WHAT YOU HAVE TO DO: Copy out, exactly as given, every line from the line with "async fn close_without_connect_is_a_noop()" to the end of the listing, both of those lines included.

(MATERIAL TO PROCESS)

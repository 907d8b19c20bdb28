//! AMQP (RabbitMQ) connection.

use async_trait::async_trait;
use futures::StreamExt;
use lapin::{
    BasicProperties, Channel, Connection, ConnectionProperties, ExchangeKind,
    acker::Acker as LapinAcker,
    options::{
        BasicAckOptions, BasicConsumeOptions, BasicPublishOptions, BasicQosOptions,
        BasicRejectOptions, ExchangeDeclareOptions, QueueBindOptions, QueueDeclareOptions,
    },
    types::FieldTable,
};
use tokio::sync::Mutex;
use tracing::{info, warn};

use super::{
    Acker, CloseCallback, ConnectionError, ConnectionHooks, ConnectionState, Delivery,
    DeliveryStream, Disposition, QueueConnection, QueueSession,
};
use crate::config::BrokerConfig;

/// Persistent delivery mode for published messages.
const PERSISTENT: u8 = 2;

/// Single shared connection to a RabbitMQ broker.
pub struct AmqpConnection {
    uri: String,
    endpoint: String,
    hooks: ConnectionHooks,
    connection: Mutex<Option<Connection>>,
}

impl AmqpConnection {
    pub fn new(config: &BrokerConfig) -> Self {
        Self {
            uri: config.uri(),
            endpoint: config.endpoint(),
            hooks: ConnectionHooks::default(),
            connection: Mutex::new(None),
        }
    }

    async fn open_channel(conn: &Connection) -> Result<Channel, ConnectionError> {
        conn.create_channel()
            .await
            .map_err(|e| ConnectionError::operation("create_channel")(e.to_string()))
    }
}

#[async_trait]
impl QueueConnection for AmqpConnection {
    async fn connect(&self) -> Result<Box<dyn QueueSession>, ConnectionError> {
        let mut guard = self.connection.lock().await;

        if let Some(conn) = guard.as_ref() {
            if conn.status().connected() {
                let channel = Self::open_channel(conn).await?;
                return Ok(Box::new(AmqpSession { channel }));
            }
        }

        self.hooks.connecting();
        let conn = match Connection::connect(&self.uri, ConnectionProperties::default()).await {
            Ok(conn) => conn,
            Err(e) => {
                self.hooks.disconnected();
                return Err(ConnectionError::Connect {
                    endpoint: self.endpoint.clone(),
                    reason: e.to_string(),
                });
            }
        };

        let epoch = self.hooks.connected();
        let hooks = self.hooks.clone();
        conn.on_error(move |err| {
            warn!(error = %err, "RabbitMQ connection closed");
            hooks.closed_by_peer(epoch);
        });

        info!(endpoint = %self.endpoint, "Connected to RabbitMQ");

        let channel = Self::open_channel(&conn).await;
        let channel = keep_if_channel_opens(&self.hooks, channel, async {
            conn.close(200, "channel setup failed")
                .await
                .map_err(|e| e.to_string())
        })
        .await?;
        *guard = Some(conn);
        Ok(Box::new(AmqpSession { channel }))
    }

    fn on_close(&self, callback: CloseCallback) {
        self.hooks.register(callback);
    }

    fn state(&self) -> ConnectionState {
        self.hooks.state()
    }

    async fn close(&self) -> Result<(), ConnectionError> {
        let Some(conn) = self.connection.lock().await.take() else {
            return Ok(());
        };

        // Flip the state first so the error listener treats the close as ours.
        self.hooks.disconnected();
        if !conn.status().connected() {
            return Ok(());
        }

        conn.close(200, "shutdown")
            .await
            .map_err(|e| ConnectionError::operation("close")(e.to_string()))?;
        info!(endpoint = %self.endpoint, "RabbitMQ connection closed gracefully");
        Ok(())
    }
}

/// Accept a fresh connection only if its first channel opened. Otherwise
/// mark it down before closing it, so the close is not reported to observers.
async fn keep_if_channel_opens<T>(
    hooks: &ConnectionHooks,
    channel: Result<T, ConnectionError>,
    close: impl Future<Output = Result<(), String>>,
) -> Result<T, ConnectionError> {
    match channel {
        Ok(channel) => Ok(channel),
        Err(e) => {
            hooks.disconnected();
            if let Err(reason) = close.await {
                warn!(error = %reason, "Failed to close RabbitMQ connection after channel error");
            }
            Err(e)
        }
    }
}

struct AmqpSession {
    channel: Channel,
}

#[async_trait]
impl QueueSession for AmqpSession {
    async fn declare_fanout(&mut self, exchange: &str) -> Result<(), ConnectionError> {
        self.channel
            .exchange_declare(
                exchange,
                ExchangeKind::Fanout,
                ExchangeDeclareOptions {
                    durable: true,
                    ..Default::default()
                },
                FieldTable::default(),
            )
            .await
            .map_err(|e| ConnectionError::operation("exchange_declare")(e.to_string()))
    }

    async fn declare_queue(&mut self, queue: &str) -> Result<(), ConnectionError> {
        self.channel
            .queue_declare(
                queue,
                QueueDeclareOptions {
                    durable: true,
                    exclusive: false,
                    ..Default::default()
                },
                FieldTable::default(),
            )
            .await
            .map(|_| ())
            .map_err(|e| ConnectionError::operation("queue_declare")(e.to_string()))
    }

    async fn bind(&mut self, queue: &str, exchange: &str) -> Result<(), ConnectionError> {
        self.channel
            .queue_bind(
                queue,
                exchange,
                "",
                QueueBindOptions::default(),
                FieldTable::default(),
            )
            .await
            .map_err(|e| ConnectionError::operation("queue_bind")(e.to_string()))
    }

    async fn set_prefetch(&mut self, count: u16) -> Result<(), ConnectionError> {
        self.channel
            .basic_qos(count, BasicQosOptions::default())
            .await
            .map_err(|e| ConnectionError::operation("basic_qos")(e.to_string()))
    }

    async fn consume(
        &mut self,
        queue: &str,
        consumer_tag: &str,
    ) -> Result<DeliveryStream, ConnectionError> {
        let consumer = self
            .channel
            .basic_consume(
                queue,
                consumer_tag,
                BasicConsumeOptions {
                    no_ack: false,
                    exclusive: false,
                    ..Default::default()
                },
                FieldTable::default(),
            )
            .await
            .map_err(|e| ConnectionError::operation("basic_consume")(e.to_string()))?;

        Ok(consumer
            .map(|delivery| match delivery {
                Ok(delivery) => Ok(Delivery::new(
                    delivery.data,
                    delivery.redelivered,
                    Box::new(AmqpAcker(delivery.acker)),
                )),
                Err(e) => Err(ConnectionError::operation("consume")(e.to_string())),
            })
            .boxed())
    }

    async fn publish(&mut self, exchange: &str, body: &[u8]) -> Result<(), ConnectionError> {
        self.channel
            .basic_publish(
                exchange,
                "",
                BasicPublishOptions::default(),
                body,
                BasicProperties::default()
                    .with_delivery_mode(PERSISTENT)
                    .with_content_type("application/json".into()),
            )
            .await
            .map_err(|e| ConnectionError::operation("basic_publish")(e.to_string()))?
            .await
            .map_err(|e| ConnectionError::operation("publisher_confirm")(e.to_string()))?;
        Ok(())
    }
}

struct AmqpAcker(LapinAcker);

#[async_trait]
impl Acker for AmqpAcker {
    async fn settle(&self, disposition: Disposition) -> Result<(), ConnectionError> {
        match disposition {
            Disposition::Ack => self
                .0
                .ack(BasicAckOptions::default())
                .await
                .map_err(|e| ConnectionError::operation("basic_ack")(e.to_string())),
            Disposition::Reject { requeue } => self
                .0
                .reject(BasicRejectOptions { requeue })
                .await
                .map_err(|e| ConnectionError::operation("basic_reject")(e.to_string())),
        }
    }
}

#[cfg(test)]
mod tests {
    use super::*;
    use std::sync::{
        Arc,
        atomic::{AtomicBool, AtomicUsize, Ordering},
    };

    #[test]
    fn new_connection_starts_disconnected() {
        let conn = AmqpConnection::new(&BrokerConfig::default());
        assert_eq!(conn.state(), ConnectionState::Disconnected);
        assert_eq!(conn.endpoint, "amqp://localhost:5672");
    }

    #[tokio::test]
    async fn unreachable_broker_leaves_connection_down() {
        let conn = AmqpConnection::new(&BrokerConfig {
            host: "127.0.0.1".into(),
            port: 1,
            ..BrokerConfig::default()
        });

        assert!(matches!(
            conn.connect().await,
            Err(ConnectionError::Connect { .. })
        ));
        assert_eq!(conn.state(), ConnectionState::Disconnected);
    }

    #[tokio::test]
    async fn channel_failure_closes_fresh_connection_silently() {
        let hooks = ConnectionHooks::default();
        let notified = Arc::new(AtomicUsize::new(0));
        let n = notified.clone();
        hooks.register(Box::new(move || {
            n.fetch_add(1, Ordering::SeqCst);
        }));
        let epoch = hooks.connected();
        let closed = AtomicBool::new(false);

        let result: Result<(), _> = keep_if_channel_opens(
            &hooks,
            Err(ConnectionError::operation("create_channel")("refused".into())),
            async {
                closed.store(true, Ordering::SeqCst);
                Ok(())
            },
        )
        .await;

        assert!(matches!(result, Err(ConnectionError::Operation { .. })));
        assert_eq!(hooks.state(), ConnectionState::Disconnected);
        assert!(closed.load(Ordering::SeqCst));
        assert!(!hooks.closed_by_peer(epoch));
        assert_eq!(notified.load(Ordering::SeqCst), 0);
    }

    #[tokio::test]
    async fn opened_channel_keeps_connection_up() {
        let hooks = ConnectionHooks::default();
        hooks.connected();
        let closed = AtomicBool::new(false);

        let channel = keep_if_channel_opens(&hooks, Ok(7), async {
            closed.store(true, Ordering::SeqCst);
            Ok(())
        })
        .await
        .unwrap();

        assert_eq!(channel, 7);
        assert_eq!(hooks.state(), ConnectionState::Connected);
        assert!(!closed.load(Ordering::SeqCst));
    }

    #[tokio::test]
    async fn close_without_connect_is_a_noop() {
        let conn = AmqpConnection::new(&BrokerConfig::default());
        conn.close().await.expect("first close");
        conn.close().await.expect("second close");
        assert_eq!(conn.state(), ConnectionState::Disconnected);
    }
}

(End MATERIAL TO PROCESS)

WORKED SOLUTION:
    async fn close_without_connect_is_a_noop() {
        let conn = AmqpConnection::new(&BrokerConfig::default());
        conn.close().await.expect("first close");
        conn.close().await.expect("second close");
        assert_eq!(conn.state(), ConnectionState::Disconnected);
    }
}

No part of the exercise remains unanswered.